«La vostra casa è diventata la nostra»

Corridoi umanitari
Impagliazzo (Sant'Egidio): il nostro Paese sa essere accogliente, è stata rispettata una promessa. Giuffrida (Fcei): l'Europa ascolti il nostro grido, è possibile costruire un futuro insieme

Malik, con i suoi 66 anni, mentre attraversava il confine con il Pakistan alle volte non ce la faceva a camminare. Così Ahmid, 17 anni, lo prendeva sotto braccio e lo sorreggeva passo dopo passo. I due non si conoscevano prima, se non per il fatto di essere entrambi membri di due famiglie afghane già arrivate nel nostro Paese a luglio. Così si sono cercati e trovati nella via che li conduceva a Islamabad e per molto tempo, in attesa dei documenti per poter venire nel nostro Paese, sono diventati l'uno la famiglia dell'altro. Ora, dice Ahmid, «Malik è e resterà la mia famiglia, è come se fosse mio nonno». Lo si vede dalla premura con cui gli ricorda di prendere le medicine o lo aiuta a muoversi quando le sue gambe fanno i capricci. Ma, all'aeroporto di Fiumicino, è l'abbraccio tra Ahmid e la sua mamma, che non vede da mesi, a far stringere il cuore a tutti.
Ahmid e Malik sono arrivati ieri mattina nello scalo romano con un volo proveniente da Islamabad, insieme ad altri 150 profughi afghani grazie ai corridoi umanitari promossi da Conferenza episcopale italiana (attraverso Caritas italiana), Comunità di Sant'Egidio, Federazione delle Chiese evangeliche in Italia, Tavola valdese, Arci, Iom (Organizzazione internazionale per le migrazioni), Inmp (Istituto nazionale salute, migrazioni e povertà) e Acnur, d'intesa con i ministeri dell'Interno e degli Esteri.
Entrano nel grande salone del Terminal 5 di Fiumicino tenendo tra le mani palloncini colorati. I più piccoli, una cinquantina, stringono il cartellone colorato che racconta dei corridoi umanitari e della rete di associazioni che li promuove e gridano "Viva l'Italià": L'accento con cui pronunciano il nostro Paese fa simpatia, ma niente tentennamenti invece quando gli si chiede la contentezza che provano oggi, chiaramente stampata sul volto di tutti. «Da adesso cambiamo vita», dicono, ora «la vostra casa diventa la nostra casa. Grazie!».

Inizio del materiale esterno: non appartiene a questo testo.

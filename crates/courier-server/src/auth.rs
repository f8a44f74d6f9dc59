//! The per-connection authentication handshake.
//!
//! Before a session is admitted, each channel with a basic-auth capability
//! sends `edd:auth:challenge` and waits for the next message, which must be
//! an `edd:auth:basic` answer on that same channel. A passed challenge
//! records the authentication, confirms it with `edd:auth:pass` and, on
//! channels with a connection manager, tracks the user and announces it on
//! the user's first session. The first failure rejects the connection.

use std::sync::Arc;

use courier_core::protocol::{AuthChallenge, AuthPass, BasicAuth};
use courier_core::{AuthMethod, CoreError, Envelope, Event};
use courier_telemetry::metrics::record_auth_attempt;
use courier_ws::ConnectionReader;
use tracing::{debug, info, instrument, warn};

use crate::channel::Channel;
use crate::conn_manager::Departure;
use crate::context::Context;
use crate::error::{AuthError, CourierError, Result};
use crate::server::Server;
use crate::session::Session;

impl Server {
    /// Challenges the connection on every auth-gated channel, in
    /// registration order.
    ///
    /// Waiting for an answer ends early with
    /// [`CourierError::ShuttingDown`] once the server stops.
    pub async fn check_auth(&self, ctx: &Context, reader: &mut dyn ConnectionReader) -> Result<()> {
        let shutdown = self.shutdown_signal();
        for channel in self.channels() {
            if channel.basic_auth().is_none() {
                continue;
            }
            let alias = channel.alias();
            let challenge = AuthChallenge {
                methods: vec![AuthMethod::Basic.as_str().to_string()],
            };
            ctx.session().send(alias, &challenge).await?;
            debug!(channel = %alias, "Auth challenge sent");

            let raw = tokio::select! {
                result = reader.read_message() => result?,
                () = shutdown.recv() => {
                    debug!(channel = %alias, "Auth challenge abandoned by shutdown");
                    return Err(CourierError::ShuttingDown);
                }
            };
            let result = self.process_event_auth(ctx, channel.as_ref(), &raw).await;
            record_auth_attempt(alias, result.is_ok());
            result?;
        }
        Ok(())
    }

    /// Handles the answer to `channel`'s challenge.
    #[instrument(skip_all, fields(channel = %channel.alias()))]
    pub async fn process_event_auth(&self, ctx: &Context, channel: &dyn Channel, raw: &[u8]) -> Result<()> {
        let envelope = Envelope::decode(self.codec(), raw)?;
        if envelope.channel.is_empty() {
            return Err(CoreError::EmptyChannel.into());
        }

        let alias = channel.alias();
        if envelope.channel != alias {
            if self.channel(&envelope.channel).is_none() {
                return Err(CourierError::UnknownChannel(envelope.channel));
            }
            return Err(AuthError::ChannelMismatch {
                expected: alias.to_string(),
                got: envelope.channel,
            }
            .into());
        }

        let authenticator = match channel.basic_auth() {
            Some(authenticator) if envelope.name == BasicAuth::ALIAS => authenticator,
            _ => return Err(AuthError::UnsupportedMethod(envelope.name).into()),
        };
        let credentials: BasicAuth = envelope.into_event()?;
        let username = credentials.username.clone();

        let auth = match authenticator.on_basic_auth(ctx, credentials).await {
            Ok(auth) => auth,
            Err(e) => {
                warn!(user = %username, error = %e, "Authentication rejected");
                return Err(AuthError::Rejected {
                    channel: alias.to_string(),
                    reason: e.to_string(),
                }
                .into());
            }
        };

        let session = ctx.session();
        session.set_auth(auth)?;
        let user_id = session.identity();
        info!(user_id = %user_id, "Authentication passed");

        // Tracked before the pass is sent, so a client that saw its pass
        // is visible to the next one's catch-up.
        let first = channel
            .connection_manager()
            .map(|manager| manager.set_auth(session));
        session.send(alias, &AuthPass { id: user_id }).await?;

        if let (Some(first), Some(presence)) = (first, channel.presence()) {
            presence.on_join(self, channel, session, first).await?;
        }
        Ok(())
    }

    /// Withdraws the session from every connection manager, announcing
    /// users whose last session this was.
    ///
    /// Every channel is processed; the first error is returned.
    pub async fn revoke_auth(&self, session: &Arc<Session>) -> Result<()> {
        let mut first_error = None;
        for channel in self.channels() {
            let Some(manager) = channel.connection_manager() else {
                continue;
            };
            match manager.remove_auth(session.id()) {
                Departure::LastConnection => {
                    if let Some(presence) = channel.presence() {
                        if let Err(e) = presence.on_left(self, channel.as_ref(), session).await {
                            first_error.get_or_insert(e);
                        }
                    }
                }
                Departure::StillConnected | Departure::NotTracked => {}
            }
        }
        first_error.map_or(Ok(()), Err)
    }
}
//! Telemetry configuration.

use crate::logging::LogConfig;
use crate::metrics::MetricsConfig;

/// Logging and metrics settings for one Courier process.
///
/// The service name is stamped onto the logging settings, so the
/// `Logging initialized` line says which server started.
#[derive(Debug, Clone)]
pub struct TelemetryConfig {
    /// Name of the server process, e.g. `chat`.
    pub service_name: String,

    /// Prometheus exporter settings.
    pub metrics: MetricsConfig,

    /// Log output settings.
    pub logging: LogConfig,
}

impl TelemetryConfig {
    /// JSON logs at `info`, metrics off.
    pub fn new(service_name: impl Into<String>) -> Self {
        Self::with_logging_preset(service_name.into(), LogConfig::production())
    }

    /// Pretty logs at `debug` with span events and locations, metrics off.
    pub fn development(service_name: impl Into<String>) -> Self {
        Self::with_logging_preset(service_name.into(), LogConfig::development())
    }

    fn with_logging_preset(service_name: String, mut logging: LogConfig) -> Self {
        logging.service_name.clone_from(&service_name);
        Self {
            service_name,
            metrics: MetricsConfig::default(),
            logging,
        }
    }

    /// Replaces the logging settings, keeping this config's service name.
    #[must_use]
    pub fn with_logging(mut self, mut logging: LogConfig) -> Self {
        logging.service_name.clone_from(&self.service_name);
        self.logging = logging;
        self
    }

    /// Replaces the metrics settings.
    #[must_use]
    pub fn with_metrics(mut self, metrics: MetricsConfig) -> Self {
        self.metrics = metrics;
        self
    }

    /// Serves Prometheus metrics on `addr`.
    #[must_use]
    pub fn with_metrics_addr(self, addr: impl Into<String>) -> Self {
        self.with_metrics(MetricsConfig {
            enabled: true,
            addr: addr.into(),
        })
    }
}

impl Default for TelemetryConfig {
    fn default() -> Self {
        Self::new("courier")
    }
}
//! Observability for Courier servers.
//!
//! - **Logging**: structured `tracing` output, JSON or pretty
//! - **Metrics**: Prometheus series for connections, sessions, routed
//!   events, broadcasts, auth and rooms
//!
//! # Example
//!
//! ```rust,ignore
//! use courier_telemetry::{init_telemetry, TelemetryConfig};
//!
//! #[tokio::main]
//! async fn main() {
//!     let config = TelemetryConfig::new("chat").with_metrics_addr("0.0.0.0:9090");
//!
//!     init_telemetry(&config).expect("Failed to init telemetry");
//! }
//! ```

#![warn(missing_docs)]

pub mod config;
pub mod error;
pub mod logging;
pub mod metrics;

pub use config::TelemetryConfig;
pub use error::TelemetryError;
pub use logging::{init_logging, session_span, LogConfig};
pub use metrics::{init_metrics, MetricsConfig};

/// Result type for telemetry operations.
pub type TelemetryResult<T> = Result<T, TelemetryError>;

/// Initializes logging, then metrics.
///
/// # Errors
///
/// Returns `TelemetryError` if any subsystem fails to initialize.
pub fn init_telemetry(config: &TelemetryConfig) -> TelemetryResult<()> {
    init_logging(&config.logging)?;
    init_metrics(&config.metrics)?;
    Ok(())
}

#[cfg(test)]
mod tests {
    use super::*;

    #[test]
    fn test_init_with_everything_disabled() {
        let config = TelemetryConfig::new("test").with_logging(LogConfig {
            enabled: false,
            ..LogConfig::default()
        });
        assert!(init_telemetry(&config).is_ok());
    }
}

Tra loro ci sono tante famiglie, sportivi della nazionale afghana, magistrati, attivisti, medici. Tutti profili che hanno lavorato in questi anni per l'emancipazione delle donne e per un sistema democratico che adesso non hanno la possibilità di vivere nel Paese. «Il corridoio è ciò che unisce le stanze, è ciò che permette alle persone di incontrarsi - esordisce il segretario della Cei e arcivescovo di Cagliari monsignor Giuseppe Baturi accogliendo i profughi - . Siamo umani affidati gli uni agli altri, guardiamoci in faccia e prendiamoci cura gli uni degli altri». Poi ha salutato con un "benvenuti" i nuovi arrivati, aggiungendo che «questo corridoio che mette insieme tante realtà, dimostra che siamo tutti coinvolti quando un uomo soffre e spera. E soprattutto che è possibile trovare vie di accoglienza legali e in sicurezza».

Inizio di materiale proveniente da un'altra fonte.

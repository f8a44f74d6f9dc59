//! Structured logging for Courier.
//!
//! [`init_logging`] installs a `tracing-subscriber` registry with an env
//! filter and a JSON or pretty formatter. Everything a server logs about a
//! connection happens inside that connection's [`session_span`], so each
//! line carries its `session_id` without repeating it.
//!
//! ```rust,ignore
//! use courier_telemetry::logging::{init_logging, session_span, LogConfig};
//!
//! init_logging(&LogConfig::development())?;
//!
//! let _entered = session_span(7).entered();
//! tracing::info!(channel = "chat", "Session admitted");
//! ```

use tracing::Span;
use tracing_subscriber::fmt::format::FmtSpan;
use tracing_subscriber::layer::SubscriberExt;
use tracing_subscriber::util::SubscriberInitExt;
use tracing_subscriber::{EnvFilter, Layer, Registry};

use crate::error::TelemetryError;
use crate::TelemetryResult;

/// Log output settings.
#[derive(Debug, Clone)]
pub struct LogConfig {
    /// Whether logging is enabled.
    pub enabled: bool,

    /// Filter directive, e.g. `info` or `courier_server=debug,warn`.
    pub level: String,

    /// JSON lines instead of the pretty multi-line format.
    pub json_format: bool,

    /// Log session span creation and close.
    pub span_events: bool,

    /// Include file and line of each log call.
    pub file_line_info: bool,

    /// Include the module path of each log call.
    pub include_target: bool,

    /// Server name logged once logging is up.
    pub service_name: String,
}

impl Default for LogConfig {
    fn default() -> Self {
        Self::production()
    }
}

impl LogConfig {
    /// Pretty output at `debug`, with session open/close events.
    #[must_use]
    pub fn development() -> Self {
        Self {
            enabled: true,
            level: "debug".to_string(),
            json_format: false,
            span_events: true,
            file_line_info: true,
            include_target: true,
            service_name: "courier".to_string(),
        }
    }

    /// JSON output at `info`.
    #[must_use]
    pub fn production() -> Self {
        Self {
            enabled: true,
            level: "info".to_string(),
            json_format: true,
            span_events: false,
            file_line_info: false,
            include_target: true,
            service_name: "courier".to_string(),
        }
    }

    fn fmt_span(&self) -> FmtSpan {
        if self.span_events {
            FmtSpan::NEW | FmtSpan::CLOSE
        } else {
            FmtSpan::NONE
        }
    }
}

/// Installs the global subscriber.
///
/// # Errors
///
/// Returns `TelemetryError::LoggingInit` if the filter is invalid or a
/// global subscriber is already installed.
pub fn init_logging(config: &LogConfig) -> TelemetryResult<()> {
    if !config.enabled {
        return Ok(());
    }

    let filter = create_env_filter(&config.level)?;
    let format = tracing_subscriber::fmt::layer()
        .with_span_events(config.fmt_span())
        .with_file(config.file_line_info)
        .with_line_number(config.file_line_info)
        .with_target(config.include_target);
    let format: Box<dyn Layer<Registry> + Send + Sync> = if config.json_format {
        format.json().boxed()
    } else {
        format.pretty().boxed()
    };

    tracing_subscriber::registry()
        .with(format.with_filter(filter))
        .try_init()
        .map_err(|e| TelemetryError::LoggingInit(e.to_string()))?;

    tracing::debug!(service = %config.service_name, "Logging initialized");
    Ok(())
}

/// Parses a filter directive.
///
/// # Errors
///
/// Returns `TelemetryError::LoggingInit` if the directive is invalid.
pub fn create_env_filter(filter: &str) -> TelemetryResult<EnvFilter> {
    EnvFilter::try_new(filter)
        .map_err(|e| TelemetryError::LoggingInit(format!("Invalid log level: {e}")))
}

/// The span one connection's lifecycle runs in.
pub fn session_span(session_id: u64) -> Span {
    tracing::info_span!("session", session_id)
}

I cittadini afghani, rifugiati in Pakistan, verranno ora accolti in diverse regioni di tutta Italia, da Nord a Sud, e avviati subito verso l'integrazione, a partire dall'apprendimento della lingua e dall'inserimento lavorativo grazie a questo progetto totalmente a carico degli organismi proponenti e sostenuto dalla generosità e dall'impegno di tanti cittadini italiani che hanno offerto le loro case per ospitare, ma anche comunità religiose e Ong.
«L'Italia oggi fa festa con noi per il vostro arrivo. È un'Italia accogliente - sottolinea il responsabile della Comunità di Sant'Egidio Marco Impagliazzo - che ha preparato per voi una strada perché qui possiate studiare, lavorare e avere una casa. Quando i talebani hanno chiuso le frontiere vi abbiamo promesso che non vi avremmo abbandonato. Adesso questa promessa è stata mantenuta».
Oggi, infatti, aggiunge Libero Giuffrida membro del Consiglio della Fcei, è l'ennesima dimostrazione che «è possibile costruire un futuro insieme, emozionarsi insieme. L'Europa ascolti il nostro grido: è possibile accogliere in maniera programmata e coordinata». Il vostro arrivo, conclude il responsabile immigrazione Arci Filippo Miraglia, «dà speranza a quell'Italia che vuole accogliervi e darvi il benvenuto».